=== DIRECTIONS ===
Search the data for the word "their". Reproduce every line where it is found.

Stored data entries
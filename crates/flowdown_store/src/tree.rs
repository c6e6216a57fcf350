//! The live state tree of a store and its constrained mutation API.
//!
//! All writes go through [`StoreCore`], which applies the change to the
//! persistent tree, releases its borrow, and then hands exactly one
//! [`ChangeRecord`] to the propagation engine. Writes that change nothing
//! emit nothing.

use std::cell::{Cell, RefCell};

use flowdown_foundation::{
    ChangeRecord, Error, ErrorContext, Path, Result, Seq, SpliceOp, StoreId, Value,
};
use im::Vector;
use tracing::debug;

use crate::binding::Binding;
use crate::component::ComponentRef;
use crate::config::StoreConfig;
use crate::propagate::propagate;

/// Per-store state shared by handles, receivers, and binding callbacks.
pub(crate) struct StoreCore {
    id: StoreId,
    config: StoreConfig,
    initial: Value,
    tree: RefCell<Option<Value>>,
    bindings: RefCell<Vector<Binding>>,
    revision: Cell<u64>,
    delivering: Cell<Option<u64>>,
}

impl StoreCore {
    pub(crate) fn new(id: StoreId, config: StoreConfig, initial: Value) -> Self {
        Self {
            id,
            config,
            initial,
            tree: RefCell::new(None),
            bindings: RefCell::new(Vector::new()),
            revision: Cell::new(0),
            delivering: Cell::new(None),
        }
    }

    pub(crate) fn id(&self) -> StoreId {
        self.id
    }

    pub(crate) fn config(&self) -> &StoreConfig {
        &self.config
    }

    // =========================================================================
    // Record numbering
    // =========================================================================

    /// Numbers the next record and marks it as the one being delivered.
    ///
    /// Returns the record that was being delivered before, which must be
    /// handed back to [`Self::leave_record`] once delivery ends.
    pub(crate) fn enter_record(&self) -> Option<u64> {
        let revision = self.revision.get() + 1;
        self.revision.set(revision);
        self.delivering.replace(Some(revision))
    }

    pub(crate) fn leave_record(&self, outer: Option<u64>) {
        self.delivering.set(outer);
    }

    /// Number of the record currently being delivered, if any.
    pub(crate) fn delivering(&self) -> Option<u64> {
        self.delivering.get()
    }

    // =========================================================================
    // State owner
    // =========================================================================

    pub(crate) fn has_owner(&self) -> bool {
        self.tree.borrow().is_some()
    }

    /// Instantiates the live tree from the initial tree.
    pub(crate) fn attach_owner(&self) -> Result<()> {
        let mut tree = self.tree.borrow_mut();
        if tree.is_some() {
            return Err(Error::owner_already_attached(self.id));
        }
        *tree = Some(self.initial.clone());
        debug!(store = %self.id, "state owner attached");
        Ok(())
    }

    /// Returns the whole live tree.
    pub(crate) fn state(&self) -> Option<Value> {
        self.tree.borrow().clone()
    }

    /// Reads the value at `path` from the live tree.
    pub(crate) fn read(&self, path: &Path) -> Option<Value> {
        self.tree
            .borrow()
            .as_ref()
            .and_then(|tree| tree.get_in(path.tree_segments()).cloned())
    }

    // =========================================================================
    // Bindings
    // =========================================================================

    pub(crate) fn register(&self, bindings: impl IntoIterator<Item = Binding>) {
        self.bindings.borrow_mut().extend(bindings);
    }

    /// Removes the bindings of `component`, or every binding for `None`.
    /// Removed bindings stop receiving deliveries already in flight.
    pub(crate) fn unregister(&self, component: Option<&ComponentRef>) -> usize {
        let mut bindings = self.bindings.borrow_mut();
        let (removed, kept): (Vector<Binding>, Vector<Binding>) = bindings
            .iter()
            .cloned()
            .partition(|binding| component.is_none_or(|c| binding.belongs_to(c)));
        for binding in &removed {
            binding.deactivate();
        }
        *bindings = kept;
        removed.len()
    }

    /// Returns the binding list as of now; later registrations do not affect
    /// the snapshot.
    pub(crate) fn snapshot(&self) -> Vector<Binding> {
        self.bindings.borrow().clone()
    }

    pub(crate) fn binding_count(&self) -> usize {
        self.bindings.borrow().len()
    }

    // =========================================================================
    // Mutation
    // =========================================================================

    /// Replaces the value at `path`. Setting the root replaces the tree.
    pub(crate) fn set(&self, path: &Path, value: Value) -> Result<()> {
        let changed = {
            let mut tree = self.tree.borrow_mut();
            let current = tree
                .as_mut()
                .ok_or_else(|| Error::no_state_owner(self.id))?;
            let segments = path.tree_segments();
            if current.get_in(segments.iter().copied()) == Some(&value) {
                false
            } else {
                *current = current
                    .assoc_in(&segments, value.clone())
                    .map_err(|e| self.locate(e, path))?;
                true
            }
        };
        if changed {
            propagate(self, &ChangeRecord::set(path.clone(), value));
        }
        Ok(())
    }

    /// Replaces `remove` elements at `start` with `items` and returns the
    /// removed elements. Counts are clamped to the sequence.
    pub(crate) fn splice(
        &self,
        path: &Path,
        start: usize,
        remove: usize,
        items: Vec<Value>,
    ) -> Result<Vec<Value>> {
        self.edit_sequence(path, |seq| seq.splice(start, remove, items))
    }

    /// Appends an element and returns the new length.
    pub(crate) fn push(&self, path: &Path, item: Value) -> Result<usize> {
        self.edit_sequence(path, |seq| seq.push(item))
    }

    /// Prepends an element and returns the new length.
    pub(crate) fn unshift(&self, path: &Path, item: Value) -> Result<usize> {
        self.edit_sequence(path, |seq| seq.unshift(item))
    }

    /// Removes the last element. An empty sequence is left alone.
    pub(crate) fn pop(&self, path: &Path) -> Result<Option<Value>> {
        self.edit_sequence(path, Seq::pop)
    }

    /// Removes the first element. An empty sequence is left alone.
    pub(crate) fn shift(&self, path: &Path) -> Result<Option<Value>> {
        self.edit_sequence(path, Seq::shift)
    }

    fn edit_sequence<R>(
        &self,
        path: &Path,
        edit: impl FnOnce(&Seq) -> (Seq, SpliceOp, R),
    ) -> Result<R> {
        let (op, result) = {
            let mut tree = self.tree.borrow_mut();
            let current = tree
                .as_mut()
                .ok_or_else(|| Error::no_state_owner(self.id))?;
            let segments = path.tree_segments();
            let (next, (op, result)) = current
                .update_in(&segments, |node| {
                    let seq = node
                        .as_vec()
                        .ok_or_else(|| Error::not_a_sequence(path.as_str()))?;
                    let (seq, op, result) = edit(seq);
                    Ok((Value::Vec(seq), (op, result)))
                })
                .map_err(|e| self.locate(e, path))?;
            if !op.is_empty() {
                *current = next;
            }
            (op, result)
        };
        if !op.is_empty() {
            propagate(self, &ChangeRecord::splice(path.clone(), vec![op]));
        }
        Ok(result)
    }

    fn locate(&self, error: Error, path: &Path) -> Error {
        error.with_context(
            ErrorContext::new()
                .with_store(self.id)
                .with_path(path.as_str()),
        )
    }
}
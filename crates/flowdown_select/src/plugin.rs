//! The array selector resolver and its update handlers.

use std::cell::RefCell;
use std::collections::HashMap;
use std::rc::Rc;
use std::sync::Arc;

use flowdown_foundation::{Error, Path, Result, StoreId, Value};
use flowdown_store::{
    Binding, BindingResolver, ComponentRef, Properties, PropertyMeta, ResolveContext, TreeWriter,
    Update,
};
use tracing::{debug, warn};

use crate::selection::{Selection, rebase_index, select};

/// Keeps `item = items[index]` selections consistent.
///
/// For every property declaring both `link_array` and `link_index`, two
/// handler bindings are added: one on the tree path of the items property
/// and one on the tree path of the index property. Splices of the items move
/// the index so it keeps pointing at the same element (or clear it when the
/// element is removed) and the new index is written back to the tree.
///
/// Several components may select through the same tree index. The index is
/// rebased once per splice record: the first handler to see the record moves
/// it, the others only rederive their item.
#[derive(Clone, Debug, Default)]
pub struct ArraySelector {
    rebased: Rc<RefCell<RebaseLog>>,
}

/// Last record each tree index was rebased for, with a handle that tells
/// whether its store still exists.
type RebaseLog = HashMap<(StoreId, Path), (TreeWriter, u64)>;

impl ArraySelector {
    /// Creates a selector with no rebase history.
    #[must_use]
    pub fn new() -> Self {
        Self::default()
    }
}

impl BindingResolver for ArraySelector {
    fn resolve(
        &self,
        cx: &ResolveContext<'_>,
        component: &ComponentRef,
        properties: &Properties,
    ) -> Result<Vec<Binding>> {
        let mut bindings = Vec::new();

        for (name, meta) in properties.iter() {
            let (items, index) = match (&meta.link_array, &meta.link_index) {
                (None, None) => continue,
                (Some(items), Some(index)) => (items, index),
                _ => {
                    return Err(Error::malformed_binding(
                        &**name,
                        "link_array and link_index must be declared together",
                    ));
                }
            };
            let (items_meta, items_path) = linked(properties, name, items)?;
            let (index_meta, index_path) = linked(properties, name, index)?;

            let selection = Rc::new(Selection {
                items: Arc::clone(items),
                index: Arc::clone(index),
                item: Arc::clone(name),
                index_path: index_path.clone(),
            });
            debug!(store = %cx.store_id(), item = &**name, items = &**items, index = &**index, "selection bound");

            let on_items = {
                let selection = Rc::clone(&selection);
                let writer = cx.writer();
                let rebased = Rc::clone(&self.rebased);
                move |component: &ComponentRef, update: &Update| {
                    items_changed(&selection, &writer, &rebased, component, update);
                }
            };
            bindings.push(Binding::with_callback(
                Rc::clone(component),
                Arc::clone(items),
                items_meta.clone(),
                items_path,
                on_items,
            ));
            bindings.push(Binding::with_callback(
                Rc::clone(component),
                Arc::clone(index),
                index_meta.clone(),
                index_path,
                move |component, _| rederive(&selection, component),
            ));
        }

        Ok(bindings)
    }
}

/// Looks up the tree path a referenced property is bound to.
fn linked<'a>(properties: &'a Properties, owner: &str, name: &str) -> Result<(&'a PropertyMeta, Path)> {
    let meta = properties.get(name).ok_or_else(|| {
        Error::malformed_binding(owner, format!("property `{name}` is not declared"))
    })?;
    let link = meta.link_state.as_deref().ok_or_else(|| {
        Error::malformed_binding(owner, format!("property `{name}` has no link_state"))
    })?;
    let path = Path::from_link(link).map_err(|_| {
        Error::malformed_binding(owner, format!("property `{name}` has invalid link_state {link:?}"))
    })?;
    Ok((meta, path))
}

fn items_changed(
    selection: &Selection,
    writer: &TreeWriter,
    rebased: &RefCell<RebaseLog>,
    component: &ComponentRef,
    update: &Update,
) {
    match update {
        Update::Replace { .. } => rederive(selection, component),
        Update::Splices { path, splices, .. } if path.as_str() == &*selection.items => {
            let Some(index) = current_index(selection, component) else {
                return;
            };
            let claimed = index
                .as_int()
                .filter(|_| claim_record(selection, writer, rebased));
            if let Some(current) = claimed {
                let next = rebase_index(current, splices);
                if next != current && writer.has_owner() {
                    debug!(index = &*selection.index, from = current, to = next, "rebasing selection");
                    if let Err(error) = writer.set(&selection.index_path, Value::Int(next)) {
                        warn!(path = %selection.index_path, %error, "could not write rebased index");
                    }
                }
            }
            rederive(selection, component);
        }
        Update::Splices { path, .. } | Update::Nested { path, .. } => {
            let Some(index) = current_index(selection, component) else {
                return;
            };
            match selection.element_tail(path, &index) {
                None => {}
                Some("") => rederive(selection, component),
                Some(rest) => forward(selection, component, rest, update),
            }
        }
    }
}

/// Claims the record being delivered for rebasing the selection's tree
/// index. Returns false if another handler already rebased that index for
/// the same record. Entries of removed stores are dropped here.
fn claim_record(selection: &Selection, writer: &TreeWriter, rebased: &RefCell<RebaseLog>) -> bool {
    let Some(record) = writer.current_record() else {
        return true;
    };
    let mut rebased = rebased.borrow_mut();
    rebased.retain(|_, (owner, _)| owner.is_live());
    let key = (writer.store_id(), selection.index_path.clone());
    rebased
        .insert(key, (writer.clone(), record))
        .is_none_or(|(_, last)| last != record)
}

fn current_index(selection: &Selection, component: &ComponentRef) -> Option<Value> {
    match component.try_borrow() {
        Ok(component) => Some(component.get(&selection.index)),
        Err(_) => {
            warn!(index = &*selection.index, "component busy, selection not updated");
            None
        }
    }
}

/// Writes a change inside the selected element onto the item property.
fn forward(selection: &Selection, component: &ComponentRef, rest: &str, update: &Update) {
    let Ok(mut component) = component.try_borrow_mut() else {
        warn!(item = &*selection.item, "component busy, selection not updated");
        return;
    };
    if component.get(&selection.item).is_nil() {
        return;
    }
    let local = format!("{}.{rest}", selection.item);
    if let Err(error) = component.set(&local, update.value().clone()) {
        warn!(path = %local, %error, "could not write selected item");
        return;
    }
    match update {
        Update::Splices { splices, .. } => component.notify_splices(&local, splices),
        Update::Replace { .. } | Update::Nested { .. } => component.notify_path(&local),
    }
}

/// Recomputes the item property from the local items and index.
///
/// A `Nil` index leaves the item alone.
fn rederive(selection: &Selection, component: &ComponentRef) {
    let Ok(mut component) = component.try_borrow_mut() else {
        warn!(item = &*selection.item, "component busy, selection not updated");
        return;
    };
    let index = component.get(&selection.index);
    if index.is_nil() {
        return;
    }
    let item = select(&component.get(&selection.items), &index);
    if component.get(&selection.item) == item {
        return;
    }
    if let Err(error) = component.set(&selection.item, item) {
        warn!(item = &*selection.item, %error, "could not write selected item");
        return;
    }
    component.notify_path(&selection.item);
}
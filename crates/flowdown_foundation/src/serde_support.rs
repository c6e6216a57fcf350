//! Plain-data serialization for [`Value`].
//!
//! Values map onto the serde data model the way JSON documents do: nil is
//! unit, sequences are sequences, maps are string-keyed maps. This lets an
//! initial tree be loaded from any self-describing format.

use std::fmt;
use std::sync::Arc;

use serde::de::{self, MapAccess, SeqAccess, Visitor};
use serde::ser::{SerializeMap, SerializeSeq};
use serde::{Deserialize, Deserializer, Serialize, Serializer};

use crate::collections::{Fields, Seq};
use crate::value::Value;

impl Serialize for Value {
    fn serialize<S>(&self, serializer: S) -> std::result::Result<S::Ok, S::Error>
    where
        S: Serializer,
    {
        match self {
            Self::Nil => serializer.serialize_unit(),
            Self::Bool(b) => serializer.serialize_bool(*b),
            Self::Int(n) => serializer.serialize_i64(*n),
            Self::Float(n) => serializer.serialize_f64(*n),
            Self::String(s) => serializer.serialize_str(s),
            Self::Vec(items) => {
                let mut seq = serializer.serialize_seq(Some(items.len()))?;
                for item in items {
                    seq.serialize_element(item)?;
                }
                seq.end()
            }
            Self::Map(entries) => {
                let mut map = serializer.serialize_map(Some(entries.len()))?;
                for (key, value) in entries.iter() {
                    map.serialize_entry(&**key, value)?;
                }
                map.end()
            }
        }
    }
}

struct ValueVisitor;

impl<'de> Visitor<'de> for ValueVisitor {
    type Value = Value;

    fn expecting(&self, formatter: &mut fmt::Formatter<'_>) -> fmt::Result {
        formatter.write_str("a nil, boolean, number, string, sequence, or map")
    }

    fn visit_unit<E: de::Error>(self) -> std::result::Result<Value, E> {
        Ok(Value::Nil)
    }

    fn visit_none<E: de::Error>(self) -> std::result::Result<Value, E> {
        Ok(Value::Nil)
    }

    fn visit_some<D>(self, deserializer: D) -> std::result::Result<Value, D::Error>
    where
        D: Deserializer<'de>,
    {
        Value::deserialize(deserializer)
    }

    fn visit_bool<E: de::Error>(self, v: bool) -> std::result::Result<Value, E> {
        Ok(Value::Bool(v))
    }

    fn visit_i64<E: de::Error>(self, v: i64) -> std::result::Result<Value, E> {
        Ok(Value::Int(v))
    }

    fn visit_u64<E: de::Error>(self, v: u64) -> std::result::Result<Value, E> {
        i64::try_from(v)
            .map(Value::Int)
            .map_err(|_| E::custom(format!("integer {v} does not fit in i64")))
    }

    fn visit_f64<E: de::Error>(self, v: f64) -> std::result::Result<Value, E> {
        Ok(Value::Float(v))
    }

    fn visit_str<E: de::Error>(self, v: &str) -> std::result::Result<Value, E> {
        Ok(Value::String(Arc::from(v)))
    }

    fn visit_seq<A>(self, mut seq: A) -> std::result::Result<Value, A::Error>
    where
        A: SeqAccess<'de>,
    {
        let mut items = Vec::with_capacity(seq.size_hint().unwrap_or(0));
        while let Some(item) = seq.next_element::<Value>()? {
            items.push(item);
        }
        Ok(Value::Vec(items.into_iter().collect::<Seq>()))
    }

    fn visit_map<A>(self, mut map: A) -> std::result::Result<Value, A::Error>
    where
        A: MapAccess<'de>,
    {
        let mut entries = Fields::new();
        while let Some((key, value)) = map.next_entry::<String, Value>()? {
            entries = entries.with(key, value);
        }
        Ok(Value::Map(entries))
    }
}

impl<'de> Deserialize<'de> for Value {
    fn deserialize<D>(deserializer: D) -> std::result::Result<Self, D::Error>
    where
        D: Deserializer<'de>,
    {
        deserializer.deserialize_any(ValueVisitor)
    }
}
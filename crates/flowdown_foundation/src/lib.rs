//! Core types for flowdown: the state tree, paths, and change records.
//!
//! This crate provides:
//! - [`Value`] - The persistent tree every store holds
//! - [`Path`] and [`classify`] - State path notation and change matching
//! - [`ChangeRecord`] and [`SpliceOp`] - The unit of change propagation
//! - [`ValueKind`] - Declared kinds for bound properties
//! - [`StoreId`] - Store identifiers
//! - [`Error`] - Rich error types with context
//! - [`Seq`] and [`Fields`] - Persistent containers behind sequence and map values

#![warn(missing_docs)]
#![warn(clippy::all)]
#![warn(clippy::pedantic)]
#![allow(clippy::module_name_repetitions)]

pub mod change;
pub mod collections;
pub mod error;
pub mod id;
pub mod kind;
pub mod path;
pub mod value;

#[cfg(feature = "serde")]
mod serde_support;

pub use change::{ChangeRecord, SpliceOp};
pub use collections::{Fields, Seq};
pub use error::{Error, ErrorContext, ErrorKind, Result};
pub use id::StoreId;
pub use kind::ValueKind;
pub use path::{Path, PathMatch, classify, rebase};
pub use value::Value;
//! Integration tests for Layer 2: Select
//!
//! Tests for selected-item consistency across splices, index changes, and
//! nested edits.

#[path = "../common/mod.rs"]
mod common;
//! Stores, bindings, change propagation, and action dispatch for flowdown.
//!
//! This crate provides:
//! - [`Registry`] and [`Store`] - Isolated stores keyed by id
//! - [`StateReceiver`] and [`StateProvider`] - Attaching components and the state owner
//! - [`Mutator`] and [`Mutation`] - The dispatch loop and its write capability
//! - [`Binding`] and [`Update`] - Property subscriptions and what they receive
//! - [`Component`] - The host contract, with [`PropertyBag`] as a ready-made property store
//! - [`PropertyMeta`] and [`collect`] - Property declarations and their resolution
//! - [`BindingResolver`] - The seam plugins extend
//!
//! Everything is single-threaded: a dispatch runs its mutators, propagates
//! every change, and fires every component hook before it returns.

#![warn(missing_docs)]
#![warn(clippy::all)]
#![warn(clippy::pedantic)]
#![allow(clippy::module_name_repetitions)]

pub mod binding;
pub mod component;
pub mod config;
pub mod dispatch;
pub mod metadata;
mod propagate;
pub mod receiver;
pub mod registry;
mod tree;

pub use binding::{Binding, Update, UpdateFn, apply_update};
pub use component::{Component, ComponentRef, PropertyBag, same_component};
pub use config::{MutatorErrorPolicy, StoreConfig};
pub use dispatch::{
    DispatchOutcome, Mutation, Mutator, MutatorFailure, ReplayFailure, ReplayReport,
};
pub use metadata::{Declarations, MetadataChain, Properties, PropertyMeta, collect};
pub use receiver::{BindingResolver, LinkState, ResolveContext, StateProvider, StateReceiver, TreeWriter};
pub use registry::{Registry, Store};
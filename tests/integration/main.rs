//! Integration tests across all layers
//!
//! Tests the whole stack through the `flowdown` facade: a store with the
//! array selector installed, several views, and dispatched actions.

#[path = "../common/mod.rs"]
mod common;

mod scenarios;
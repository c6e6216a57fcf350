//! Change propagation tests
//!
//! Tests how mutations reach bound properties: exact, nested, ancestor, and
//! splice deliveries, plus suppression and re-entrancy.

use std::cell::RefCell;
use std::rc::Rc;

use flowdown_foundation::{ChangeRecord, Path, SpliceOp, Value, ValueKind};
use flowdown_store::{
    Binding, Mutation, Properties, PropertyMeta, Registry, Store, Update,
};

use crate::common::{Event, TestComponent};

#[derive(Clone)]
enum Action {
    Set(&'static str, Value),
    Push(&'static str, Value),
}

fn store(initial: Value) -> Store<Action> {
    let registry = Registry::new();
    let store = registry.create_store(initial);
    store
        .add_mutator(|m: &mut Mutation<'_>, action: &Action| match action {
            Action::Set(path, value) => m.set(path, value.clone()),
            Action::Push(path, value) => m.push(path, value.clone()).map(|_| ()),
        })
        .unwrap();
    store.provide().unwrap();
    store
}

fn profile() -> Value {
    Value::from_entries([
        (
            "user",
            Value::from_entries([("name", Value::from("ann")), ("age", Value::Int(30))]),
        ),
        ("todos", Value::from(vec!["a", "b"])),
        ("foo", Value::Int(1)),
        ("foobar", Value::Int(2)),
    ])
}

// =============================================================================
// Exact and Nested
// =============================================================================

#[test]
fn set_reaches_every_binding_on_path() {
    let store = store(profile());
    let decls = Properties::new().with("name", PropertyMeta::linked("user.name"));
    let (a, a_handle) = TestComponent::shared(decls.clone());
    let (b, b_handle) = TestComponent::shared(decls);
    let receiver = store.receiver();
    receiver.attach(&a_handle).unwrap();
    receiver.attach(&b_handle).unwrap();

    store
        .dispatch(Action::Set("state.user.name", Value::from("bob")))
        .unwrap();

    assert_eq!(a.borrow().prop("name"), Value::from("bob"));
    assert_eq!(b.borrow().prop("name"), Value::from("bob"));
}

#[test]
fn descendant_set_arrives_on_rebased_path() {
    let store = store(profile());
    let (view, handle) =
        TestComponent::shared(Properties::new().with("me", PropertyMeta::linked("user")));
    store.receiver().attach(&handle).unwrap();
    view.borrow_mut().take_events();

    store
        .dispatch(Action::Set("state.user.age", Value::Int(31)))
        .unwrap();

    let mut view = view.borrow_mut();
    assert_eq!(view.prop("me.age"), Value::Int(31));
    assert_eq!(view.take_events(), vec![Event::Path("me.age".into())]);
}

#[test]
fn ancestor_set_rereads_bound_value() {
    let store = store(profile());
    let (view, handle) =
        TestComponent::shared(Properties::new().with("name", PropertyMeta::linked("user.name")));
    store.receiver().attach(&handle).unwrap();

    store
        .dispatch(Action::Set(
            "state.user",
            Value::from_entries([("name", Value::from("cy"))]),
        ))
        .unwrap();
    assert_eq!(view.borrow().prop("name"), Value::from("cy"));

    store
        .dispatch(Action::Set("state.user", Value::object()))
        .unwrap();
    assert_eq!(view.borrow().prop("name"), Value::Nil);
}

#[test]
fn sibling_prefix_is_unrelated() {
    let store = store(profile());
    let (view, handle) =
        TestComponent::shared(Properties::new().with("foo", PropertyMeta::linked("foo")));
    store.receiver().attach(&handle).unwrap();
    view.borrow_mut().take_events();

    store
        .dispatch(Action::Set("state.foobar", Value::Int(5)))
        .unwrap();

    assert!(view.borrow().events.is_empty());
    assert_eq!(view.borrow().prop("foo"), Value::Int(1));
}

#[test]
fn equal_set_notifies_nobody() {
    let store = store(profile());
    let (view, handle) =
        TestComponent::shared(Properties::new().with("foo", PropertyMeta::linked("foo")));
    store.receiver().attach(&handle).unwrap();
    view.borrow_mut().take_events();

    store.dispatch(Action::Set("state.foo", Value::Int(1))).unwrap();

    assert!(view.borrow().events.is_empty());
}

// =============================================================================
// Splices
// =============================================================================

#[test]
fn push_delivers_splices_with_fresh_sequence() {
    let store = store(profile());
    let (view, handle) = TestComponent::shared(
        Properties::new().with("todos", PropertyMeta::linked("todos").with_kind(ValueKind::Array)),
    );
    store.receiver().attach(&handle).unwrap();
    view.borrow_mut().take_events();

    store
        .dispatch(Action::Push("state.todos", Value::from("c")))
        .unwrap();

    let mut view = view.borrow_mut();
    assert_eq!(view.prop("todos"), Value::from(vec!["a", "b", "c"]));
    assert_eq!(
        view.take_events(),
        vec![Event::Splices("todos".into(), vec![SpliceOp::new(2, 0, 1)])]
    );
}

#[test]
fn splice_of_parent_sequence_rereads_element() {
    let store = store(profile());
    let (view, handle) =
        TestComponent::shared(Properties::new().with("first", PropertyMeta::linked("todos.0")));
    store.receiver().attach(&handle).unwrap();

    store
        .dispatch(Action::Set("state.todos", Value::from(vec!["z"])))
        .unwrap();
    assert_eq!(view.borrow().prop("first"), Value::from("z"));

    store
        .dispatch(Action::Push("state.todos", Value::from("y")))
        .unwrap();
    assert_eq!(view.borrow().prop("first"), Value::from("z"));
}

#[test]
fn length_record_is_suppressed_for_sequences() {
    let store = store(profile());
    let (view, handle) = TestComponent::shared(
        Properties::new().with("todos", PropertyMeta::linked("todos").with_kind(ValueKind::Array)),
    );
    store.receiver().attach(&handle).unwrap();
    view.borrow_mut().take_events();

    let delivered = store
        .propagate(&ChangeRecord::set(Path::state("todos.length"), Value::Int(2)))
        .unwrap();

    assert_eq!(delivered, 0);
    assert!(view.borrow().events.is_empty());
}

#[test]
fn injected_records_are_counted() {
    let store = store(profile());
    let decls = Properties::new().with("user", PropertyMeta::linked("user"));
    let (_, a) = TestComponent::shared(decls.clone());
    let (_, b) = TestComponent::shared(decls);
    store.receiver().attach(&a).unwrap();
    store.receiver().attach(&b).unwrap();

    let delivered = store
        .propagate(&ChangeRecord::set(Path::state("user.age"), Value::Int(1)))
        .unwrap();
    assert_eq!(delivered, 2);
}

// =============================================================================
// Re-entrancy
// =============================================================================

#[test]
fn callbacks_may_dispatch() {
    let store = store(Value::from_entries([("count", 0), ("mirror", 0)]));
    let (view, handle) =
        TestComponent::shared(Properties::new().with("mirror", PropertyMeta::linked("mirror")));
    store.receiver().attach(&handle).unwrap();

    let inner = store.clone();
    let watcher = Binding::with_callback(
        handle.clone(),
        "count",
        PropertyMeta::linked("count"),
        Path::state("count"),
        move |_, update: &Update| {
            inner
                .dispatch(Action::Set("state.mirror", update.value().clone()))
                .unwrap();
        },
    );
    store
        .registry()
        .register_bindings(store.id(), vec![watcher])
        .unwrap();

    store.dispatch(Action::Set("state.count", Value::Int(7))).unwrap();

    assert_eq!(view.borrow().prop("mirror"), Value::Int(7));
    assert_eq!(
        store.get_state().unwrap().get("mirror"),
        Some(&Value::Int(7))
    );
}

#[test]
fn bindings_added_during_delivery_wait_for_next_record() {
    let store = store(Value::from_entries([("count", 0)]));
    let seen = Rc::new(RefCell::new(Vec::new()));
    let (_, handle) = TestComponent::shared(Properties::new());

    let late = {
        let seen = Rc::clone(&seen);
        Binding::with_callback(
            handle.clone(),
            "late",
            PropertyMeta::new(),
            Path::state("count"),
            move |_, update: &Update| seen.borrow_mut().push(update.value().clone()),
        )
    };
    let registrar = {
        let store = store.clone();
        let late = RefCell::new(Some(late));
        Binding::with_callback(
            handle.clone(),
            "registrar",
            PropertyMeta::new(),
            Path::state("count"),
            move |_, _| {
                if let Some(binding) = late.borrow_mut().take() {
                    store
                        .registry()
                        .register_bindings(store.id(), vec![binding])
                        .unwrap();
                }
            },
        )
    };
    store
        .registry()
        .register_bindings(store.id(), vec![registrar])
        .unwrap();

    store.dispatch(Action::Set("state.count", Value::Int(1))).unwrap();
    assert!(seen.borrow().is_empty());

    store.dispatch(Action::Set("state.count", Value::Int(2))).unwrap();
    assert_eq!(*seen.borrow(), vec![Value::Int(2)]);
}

=== RESPONSE FOR THIS EXERCISE ===
/// it, the others only rederive their item.
//! - [`PropertyMeta`] and [`collect`] - Property declarations and their resolution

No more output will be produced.